[Exercise]:
Write out again, exactly, the lines below starting at the one with "pub fn new(data: Vec<T>, page: u64, per_page: u64, total: u64)" and ending at the one with "pub enum Relation".

---------- Material for this task

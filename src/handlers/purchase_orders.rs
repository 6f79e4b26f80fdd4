use super::common::{
    created_response, map_service_error, success_response, validate_input, PaginatedResponse,
    PaginationParams,
};
use crate::{
    auth::{AuthenticatedUser, Role},
    entities::purchase_order::PurchaseOrderStatus,
    errors::ApiError,
    handlers::AppState,
    services::purchase_orders::{NewPurchaseOrder, NewPurchaseOrderItem},
};
use axum::{
    extract::{Json, Path, Query, State},
    response::Response,
    routing::{get, post},
    Router,
};
use rust_decimal::Decimal;
use serde::{Deserialize, Serialize};
use utoipa::ToSchema;
use validator::Validate;

#[derive(Debug, Serialize, Deserialize, Validate, ToSchema)]
pub struct CreatePurchaseOrderRequest {
    pub store_id: i64,
    pub supplier_id: i64,
    pub notes: Option<String>,
    #[validate(length(min = 1))]
    pub items: Vec<PurchaseOrderItemRequest>,
}

#[derive(Debug, Serialize, Deserialize, Validate, ToSchema)]
pub struct PurchaseOrderItemRequest {
    pub product_id: i64,
    #[validate(range(min = 1))]
    pub quantity: i32,
    pub buying_price: Decimal,
    pub selling_price: Decimal,
}

#[derive(Debug, Serialize, Deserialize, Validate, ToSchema)]
pub struct UpdateStatusRequest {
    pub status: PurchaseOrderStatus,
}

#[derive(Debug, Deserialize)]
pub struct ListQuery {
    pub status: Option<PurchaseOrderStatus>,
    #[serde(flatten)]
    pub pagination: PaginationParams,
}

#[utoipa::path(
    post,
    path = "/api/v1/purchase-orders",
    request_body = CreatePurchaseOrderRequest,
    responses(
        (status = 201, description = "Purchase order created as draft"),
        (status = 400, description = "Invalid request", body = crate::errors::ErrorResponse)
    ),
    tag = "purchase-orders"
)]
pub async fn create_purchase_order(
    State(state): State<AppState>,
    user: AuthenticatedUser,
    Json(payload): Json<CreatePurchaseOrderRequest>,
) -> Result<Response, ApiError> {
    validate_input(&payload)?;
    user.require_role(Role::Admin).map_err(map_service_error)?;
    user.ensure_store_scope(&*state.db, payload.store_id)
        .await
        .map_err(map_service_error)?;

    let (order, items) = state
        .services
        .purchase_orders
        .create(
            user.user_id,
            NewPurchaseOrder {
                store_id: payload.store_id,
                supplier_id: payload.supplier_id,
                notes: payload.notes,
                items: payload
                    .items
                    .into_iter()
                    .map(|i| NewPurchaseOrderItem {
                        product_id: i.product_id,
                        quantity: i.quantity,
                        buying_price: i.buying_price,
                        selling_price: i.selling_price,
                    })
                    .collect(),
            },
        )
        .await
        .map_err(map_service_error)?;
    Ok(created_response(
        serde_json::json!({ "order": order, "items": items }),
    ))
}

#[utoipa::path(
    get,
    path = "/api/v1/purchase-orders/{id}",
    params(("id" = i64, Path, description = "Purchase order ID")),
    responses(
        (status = 200, description = "Purchase order fetched"),
        (status = 404, description = "Not found", body = crate::errors::ErrorResponse)
    ),
    tag = "purchase-orders"
)]
pub async fn get_purchase_order(
    State(state): State<AppState>,
    user: AuthenticatedUser,
    Path(id): Path<i64>,
) -> Result<Response, ApiError> {
    let (order, items) = state
        .services
        .purchase_orders
        .get(id)
        .await
        .map_err(map_service_error)?;
    user.ensure_store_scope(&*state.db, order.store_id)
        .await
        .map_err(map_service_error)?;
    Ok(success_response(
        serde_json::json!({ "order": order, "items": items }),
    ))
}

#[utoipa::path(
    get,
    path = "/api/v1/purchase-orders/stores/{store_id}",
    params(
        ("store_id" = i64, Path, description = "Store ID"),
        ("status" = Option<String>, Query, description = "Filter by status"),
        PaginationParams
    ),
    responses((status = 200, description = "Purchase orders listed")),
    tag = "purchase-orders"
)]
pub async fn list_purchase_orders(
    State(state): State<AppState>,
    user: AuthenticatedUser,
    Path(store_id): Path<i64>,
    Query(query): Query<ListQuery>,
) -> Result<Response, ApiError> {
    user.ensure_store_scope(&*state.db, store_id)
        .await
        .map_err(map_service_error)?;
    let page = query.pagination.page();
    let per_page = query.pagination.per_page();
    let (orders, total) = state
        .services
        .purchase_orders
        .list_for_store(store_id, query.status, page, per_page)
        .await
        .map_err(map_service_error)?;
    Ok(success_response(PaginatedResponse::new(
        orders, page, per_page, total,
    )))
}

#[utoipa::path(
    post,
    path = "/api/v1/purchase-orders/{id}/status",
    params(("id" = i64, Path, description = "Purchase order ID")),
    request_body = UpdateStatusRequest,
    responses(
        (status = 200, description = "Status changed; receiving opens one unpaid lot per item"),
        (status = 409, description = "Transition not allowed", body = crate::errors::ErrorResponse)
    ),
    tag = "purchase-orders"
)]
pub async fn update_purchase_order_status(
    State(state): State<AppState>,
    user: AuthenticatedUser,
    Path(id): Path<i64>,
    Json(payload): Json<UpdateStatusRequest>,
) -> Result<Response, ApiError> {
    user.require_role(Role::Admin).map_err(map_service_error)?;
    let (order, _) = state
        .services
        .purchase_orders
        .get(id)
        .await
        .map_err(map_service_error)?;
    user.ensure_store_scope(&*state.db, order.store_id)
        .await
        .map_err(map_service_error)?;

    let order = state
        .services
        .purchase_orders
        .update_status(user.user_id, id, payload.status)
        .await
        .map_err(map_service_error)?;
    Ok(success_response(order))
}

pub fn purchase_order_routes() -> Router<AppState> {
    Router::new()
        .route("/", post(create_purchase_order))
        .route("/:id", get(get_purchase_order))
        .route("/:id/status", post(update_purchase_order_status))
        .route("/stores/:store_id", get(list_purchase_orders))
}
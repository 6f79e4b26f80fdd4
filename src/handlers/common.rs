use crate::errors::{ApiError, ServiceError};
use axum::{
    http::StatusCode,
    response::{IntoResponse, Response},
    Json,
};
use serde::{Deserialize, Serialize};
use utoipa::IntoParams;
use validator::Validate;

const MAX_PER_PAGE: u64 = 100;

pub fn success_response<T: Serialize>(data: T) -> Response {
    (StatusCode::OK, Json(data)).into_response()
}

pub fn created_response<T: Serialize>(data: T) -> Response {
    (StatusCode::CREATED, Json(data)).into_response()
}

pub fn no_content_response() -> Response {
    StatusCode::NO_CONTENT.into_response()
}

/// Validate request input
pub fn validate_input<T: Validate>(input: &T) -> Result<(), ApiError> {
    input
        .validate()
        .map_err(|e| ApiError::ValidationError(format!("Validation failed: {}", e)))
}

/// Map service errors to API errors
pub fn map_service_error(err: ServiceError) -> ApiError {
    ApiError::ServiceError(err)
}

/// Pagination parameters for list operations. `page` is 1-based.
#[derive(Debug, Deserialize, Serialize, IntoParams)]
pub struct PaginationParams {
    #[serde(default = "default_page")]
    pub page: u64,
    #[serde(default = "default_per_page")]
    pub per_page: u64,
}

fn default_page() -> u64 {
    1
}

fn default_per_page() -> u64 {
    20
}

impl Default for PaginationParams {
    fn default() -> Self {
        Self {
            page: default_page(),
            per_page: default_per_page(),
        }
    }
}

impl PaginationParams {
    /// Page number clamped to 1-based.
    pub fn page(&self) -> u64 {
        self.page.max(1)
    }

    /// Page size clamped to a sane window.
    pub fn per_page(&self) -> u64 {
        self.per_page.clamp(1, MAX_PER_PAGE)
    }
}

#[derive(Debug, Serialize)]
pub struct PaginationMeta {
    pub page: u64,
    pub per_page: u64,
    pub total: u64,
    pub total_pages: u64,
}

#[derive(Debug, Serialize)]
pub struct PaginatedResponse<T> {
    pub data: Vec<T>,
    pub pagination: PaginationMeta,
}

impl<T> PaginatedResponse<T> {
    pub fn new(data: Vec<T>, page: u64, per_page: u64, total: u64) -> Self {
        let total_pages = if total == 0 {
            0
        } else {
            (total + per_page - 1) / per_page
        };
        Self {
            data,
            pagination: PaginationMeta {
                page,
                per_page,
                total,
                total_pages,
            },
        }
    }
}

#[cfg(test)]
mod tests {
    use super::*;

    #[test]
    fn per_page_is_clamped() {
        let params = PaginationParams {
            page: 0,
            per_page: 10_000,
        };
        assert_eq!(params.page(), 1);
        assert_eq!(params.per_page(), MAX_PER_PAGE);
    }

    #[test]
    fn total_pages_rounds_up() {
        let resp = PaginatedResponse::new(vec![1, 2, 3], 1, 20, 41);
        assert_eq!(resp.pagination.total_pages, 3);
    }
}
use chrono::{DateTime, Utc};
use sea_orm::entity::prelude::*;
use serde::{Deserialize, Serialize};

/// Low-stock threshold for a product. A row with a store is that store's
/// override; a row without one is the product-wide default.
#[derive(Clone, Debug, PartialEq, DeriveEntityModel, Serialize, Deserialize)]
#[sea_orm(table_name = "stock_thresholds")]
pub struct Model {
    #[sea_orm(primary_key)]
    pub id: i64,
    pub product_id: i64,
    pub store_id: Option<i64>,
    pub minimum_quantity: i32,
    pub created_at: DateTime<Utc>,
    pub updated_at: DateTime<Utc>,
}

#[derive(Copy, Clone, Debug, EnumIter, DeriveRelation)]
pub enum Relation {
    #[sea_orm(
        belongs_to = "super::product::Entity",
        from = "Column::ProductId",
        to = "super::product::Column::Id"
    )]
    Product,
    #[sea_orm(
        belongs_to = "super::store::Entity",
        from = "Column::StoreId",
        to = "super::store::Column::Id"
    )]
    Store,
}

impl Related<super::product::Entity> for Entity {
    fn to() -> RelationDef {
        Relation::Product.def()
    }
}

impl Related<super::store::Entity> for Entity {
    fn to() -> RelationDef {
        Relation::Store.def()
    }
}

impl ActiveModelBehavior for ActiveModel {}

--------------------

[Completed task]:
    pub fn new(data: Vec<T>, page: u64, per_page: u64, total: u64) -> Self {
        let total_pages = if total == 0 {
            0
        } else {
            (total + per_page - 1) / per_page
        };
        Self {
            data,
            pagination: PaginationMeta {
                page,
                per_page,
                total,
                total_pages,
            },
        }
    }
}

#[cfg(test)]
mod tests {
    use super::*;

    #[test]
    fn per_page_is_clamped() {
        let params = PaginationParams {
            page: 0,
            per_page: 10_000,
        };
        assert_eq!(params.page(), 1);
        assert_eq!(params.per_page(), MAX_PER_PAGE);
    }

    #[test]
    fn total_pages_rounds_up() {
        let resp = PaginatedResponse::new(vec![1, 2, 3], 1, 20, 41);
        assert_eq!(resp.pagination.total_pages, 3);
    }
}
use chrono::{DateTime, Utc};
use sea_orm::entity::prelude::*;
use serde::{Deserialize, Serialize};

/// Low-stock threshold for a product. A row with a store is that store's
/// override; a row without one is the product-wide default.
#[derive(Clone, Debug, PartialEq, DeriveEntityModel, Serialize, Deserialize)]
#[sea_orm(table_name = "stock_thresholds")]
pub struct Model {
    #[sea_orm(primary_key)]
    pub id: i64,
    pub product_id: i64,
    pub store_id: Option<i64>,
    pub minimum_quantity: i32,
    pub created_at: DateTime<Utc>,
    pub updated_at: DateTime<Utc>,
}

#[derive(Copy, Clone, Debug, EnumIter, DeriveRelation)]
pub enum Relation {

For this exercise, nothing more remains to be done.